● PROMPT: The lines below that include the word "Clone" are to be reported.

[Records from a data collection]

—————

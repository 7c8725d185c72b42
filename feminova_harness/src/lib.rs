// Copyright 2026 the FemiNova Authors
// SPDX-License-Identifier: Apache-2.0 OR MIT

//! Deterministic simulated page for driving `feminova_core` without a
//! browser.
//!
//! - [`SimPage`]: a scrollable page of rectangles implementing
//!   [`RevealSurface`]. Visibility is computed with the same predicate the
//!   browser applies, and changes are queued the way an intersection
//!   observer delivers them.
//! - [`SimCounterView`]: a [`CounterView`] that records what it was told.
//! - [`ManualClock`]: host time that only moves when told to.
//! - [`run_reveal`] and [`run_counter`]: drive a component to a point in
//!   time, firing deadlines, frames and observer reports in order.

#![no_std]

extern crate alloc;

use alloc::string::String;
use alloc::vec::Vec;

use kurbo::Rect;

use feminova_core::backend::{CounterView, RevealSurface, SurfaceError};
use feminova_core::counter::{
    AnimationToken, CounterCue, CounterText, FrameStatus, ImpactCounter,
};
use feminova_core::reveal::{RevealConfig, RevealScheduler, TargetId};
use feminova_core::time::{Duration, HostTime};
use feminova_core::trace::Tracer;
use feminova_core::visibility::is_intersecting;

/// Host time that only advances when told to.
#[derive(Clone, Copy, Debug, Default, PartialEq, Eq)]
pub struct ManualClock {
    now: HostTime,
}

impl ManualClock {
    /// Creates a clock reading `start`.
    #[must_use]
    pub const fn new(start: HostTime) -> Self {
        Self { now: start }
    }

    /// Returns the current reading.
    #[must_use]
    pub const fn now(&self) -> HostTime {
        self.now
    }

    /// Moves the clock forward by `d`.
    pub fn advance_by(&mut self, d: Duration) -> HostTime {
        self.now = self.now.saturating_add(d);
        self.now
    }

    /// Moves the clock to `t`. Earlier times are ignored.
    pub fn advance_to(&mut self, t: HostTime) -> HostTime {
        if t > self.now {
            self.now = t;
        }
        self.now
    }
}

#[derive(Clone, Copy, Debug)]
struct SimChild {
    key: u32,
    revealed: bool,
}

#[derive(Clone, Debug)]
struct SimElement {
    rect: Rect,
    revealed: bool,
    children: Vec<SimChild>,
    /// Child keys captured by the last snapshot.
    snapshot: Vec<u32>,
    next_key: u32,
    observed: bool,
    refuse_observe: bool,
    last_reported: Option<bool>,
}

/// A scrollable page of rectangular elements.
///
/// Element rectangles are in document coordinates; the viewport is
/// `width × height` at the current scroll offset.
#[derive(Clone, Debug)]
pub struct SimPage {
    config: RevealConfig,
    width: f64,
    height: f64,
    scroll_y: f64,
    elements: Vec<SimElement>,
}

—————

● ANSWER AREA:
#[derive(Clone, Copy, Debug, Default, PartialEq, Eq)]
#[derive(Clone, Copy, Debug)]
#[derive(Clone, Debug)]
#[derive(Clone, Debug)]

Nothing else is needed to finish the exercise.